After applying normalization, any gene/cell combination that had counts less or equal than 2 are set to missing data. This allows for removal of noise due to ultra-lowly expressed genes and provides a cleaner visualization.

Summarization of Data in Dot Plot

For each gene/cell type combination the following values are represented in the dot plot, either visually or in text upon hover.

  • Gene expression (dot color) – the average rankit-normalized gene expression among genes that have non-zero values.
  • Scaled gene expression (dot color) – scaled mean expression to the range [0,1]. Scaling is done by assigning the minimum value in the current view to 0 and the max is assigned to 1.
  • Expressing cells (dot size) – percentage of cells of the cell type expressing the gene, in parentheses is shown the absolute number of cells expressing the gene. These numbers are calculated after the following filters have been applied: "Removal of low coverage cells" and "Removal of noisy low expression values".
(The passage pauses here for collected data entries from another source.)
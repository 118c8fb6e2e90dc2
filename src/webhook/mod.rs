//! The Webhook Bus (C6, §4.1). A `warp` HTTP front end that dispatches
//! `POST /webhook/{tag}` to whichever processor registered that tag, plus
//! `/health` and `/status` introspection routes. Grounded on the teacher's
//! `service::restful` module — CORS setup, rejection-to-JSON mapping, and
//! the listener spawn/shutdown-signal shape are carried over; the routing
//! table itself is new.

pub mod error;
mod routes;

use std::convert::Infallible;
use std::net::SocketAddr;
use std::sync::atomic::{AtomicBool, Ordering};
use std::sync::Arc;

use tokio::sync::oneshot;
use tracing::info;

pub use error::BusError;

use crate::config::BusConfig;
use crate::processor::{Processor, ProcessorRegistry};
use crate::util::time::now_unix_nanos;

/// Owns the processor registry and the warp listener's lifecycle. `start`
/// may only be called once per instance; a second call returns
/// `BusError::AlreadyRunning` rather than silently rebinding.
pub struct Bus {
    config: BusConfig,
    registry: ProcessorRegistry,
    running: AtomicBool,
    shutdown_tx: std::sync::Mutex<Option<oneshot::Sender<()>>>,
    started_at_nanos: std::sync::Mutex<Option<u128>>,
}

impl Bus {
    pub fn new(config: BusConfig) -> Self {
        Self {
            config,
            registry: ProcessorRegistry::new(),
            running: AtomicBool::new(false),
            shutdown_tx: std::sync::Mutex::new(None),
            started_at_nanos: std::sync::Mutex::new(None),
        }
    }

    pub fn register_processor(&self, processor: Arc<dyn Processor>) -> Result<(), BusError> {
        self.registry
            .register(processor)
            .map_err(|e| BusError::UnknownTag(e.to_string()))
    }

    pub fn unregister_processor(&self, tag: &str) -> Result<(), BusError> {
        self.registry.unregister(tag).map_err(|_| BusError::UnknownTag(tag.to_string()))
    }

    pub fn registered_processors(&self) -> Vec<String> {
        self.registry.registered_tags()
    }

    /// Binds the configured address and serves until `stop()` is called.
    /// Returns once the listener is bound; serving happens on a spawned
    /// task, matching the teacher's fire-and-forget listener spawn.
    pub async fn start(&self) -> Result<(), BusError> {
        if self.running.swap(true, Ordering::SeqCst) {
            return Err(BusError::AlreadyRunning);
        }

        let addr: SocketAddr = format!("{}:{}", self.config.host, self.config.port)
            .parse()
            .map_err(|_| BusError::Bind(([0, 0, 0, 0], self.config.port).into(), std::io::Error::other("invalid bind address")))?;

        let routes = routes::build(self.registry.clone(), self.config.clone(), started_at_snapshot(&self.started_at_nanos));
        let (tx, rx) = oneshot::channel();
        *self.shutdown_tx.lock().unwrap() = Some(tx);
        *self.started_at_nanos.lock().unwrap() = Some(now_unix_nanos());

        let server = warp::serve(routes).bind(addr).await.graceful(async {
            rx.await.ok();
        });

        info!(%addr, "webhook bus listening");
        tokio::spawn(server.run());
        Ok(())
    }

    pub fn stop(&self) -> Result<(), BusError> {
        if !self.running.swap(false, Ordering::SeqCst) {
            return Err(BusError::NotRunning);
        }
        if let Some(tx) = self.shutdown_tx.lock().unwrap().take() {
            let _ = tx.send(());
        }
        Ok(())
    }
}

fn started_at_snapshot(started_at: &std::sync::Mutex<Option<u128>>) -> u128 {
    started_at.lock().unwrap().unwrap_or_else(now_unix_nanos)
}

pub(crate) fn json_rejection(err: &BusError) -> (http::StatusCode, serde_json::Value) {
    use http::StatusCode;
    let status = match err {
        BusError::UnknownTag(_) => StatusCode::NOT_FOUND,
        BusError::PayloadTooLarge => StatusCode::BAD_REQUEST,
        BusError::MissingTag => StatusCode::BAD_REQUEST,
        BusError::AlreadyRunning | BusError::NotRunning | BusError::Bind(..) => StatusCode::INTERNAL_SERVER_ERROR,
    };
    (status, serde_json::json!({"success": false, "message": err.to_string()}))
}

pub(crate) async fn handle_rejection(err: warp::Rejection) -> Result<impl warp::Reply, Infallible> {
    use warp::http::StatusCode;

    let (status, body) = if let Some(bus_err) = err.find::<BusError>() {
        json_rejection(bus_err)
    } else if err.find::<warp::filters::body::BodyDeserializeError>().is_some() {
        (StatusCode::BAD_REQUEST, serde_json::json!({"success": false, "message": "invalid request body"}))
    } else if err.find::<warp::reject::MethodNotAllowed>().is_some() {
        (StatusCode::METHOD_NOT_ALLOWED, serde_json::json!({"success": false, "message": "method not allowed"}))
    } else if err.is_not_found() {
        (StatusCode::NOT_FOUND, serde_json::json!({"success": false, "message": "route not found"}))
    } else {
        (StatusCode::INTERNAL_SERVER_ERROR, serde_json::json!({"success": false, "message": "internal error"}))
    };

    Ok(warp::reply::with_status(warp::reply::json(&body), status))
}
//! Error taxonomy (§7). Each subsystem owns a `thiserror` enum in the same
//! style as the teacher's `MqttProtocolError`/`OperatorError`; this module
//! only holds the top-level aggregate used by `main` and the input manager.

use thiserror::Error;

#[derive(Debug, Error)]
pub enum SentinelError {
    #[error("configuration error: {0}")]
    Config(String),

    #[error("bus error: {0}")]
    Bus(#[from] crate::webhook::BusError),

    #[error("esmtp error: {0}")]
    Esmtp(#[from] crate::esmtp::SmtpError),

    #[error("community client error: {0}")]
    Community(#[from] crate::ai::CommunityError),
}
Expression and cell count rollup across descendants in the cell ontology

The cell ontology is a hierarchical tree structure that represents the relationship between cell types. For example, the cell type "B cell" is a descendant of the cell type "lymphocyte". For a particular cell type, The cell ontology is used to sum up the expression values and cell counts of cells labeled as that cell type as well as those labeled as its descendants. In the aforementioned example, the average expression of "lymphocyte" would include "B cells" and all its other descendants.

This rollup operation accounts for the fact that different datasets may have labeled their cells with different levels of granularity. It provides a more robust measure of the average expression of low-granularity cell type terms, such as "secretory cell" or "lymphocyte".


  1. Abrams ZB et al. A protocol to evaluate RNA sequencing normalization methods. BMC Bioinformatics. 2019. PubMed.
  2. Bolstad BM et al. A comparison of normalization methods for high density oligonucleotide array data based on variance and bias. Bioinformatics. 2002. PubMed.
  3. Evans C et al. Selecting between-sample RNA-Seq normalization methods from the perspective of their assumptions Ciaran. Briefings in Bioinformatics. 2018. PubMed.
  4. The GTEx Consortium. The GTEx Consortium atlas of genetic regulatory effects across human tissues. Science. 2020. PubMed.
  5. Zhao Y et al. How to do quantile normalization correctly for gene expression data analyses. Scientific Reports. 2020. PubMed.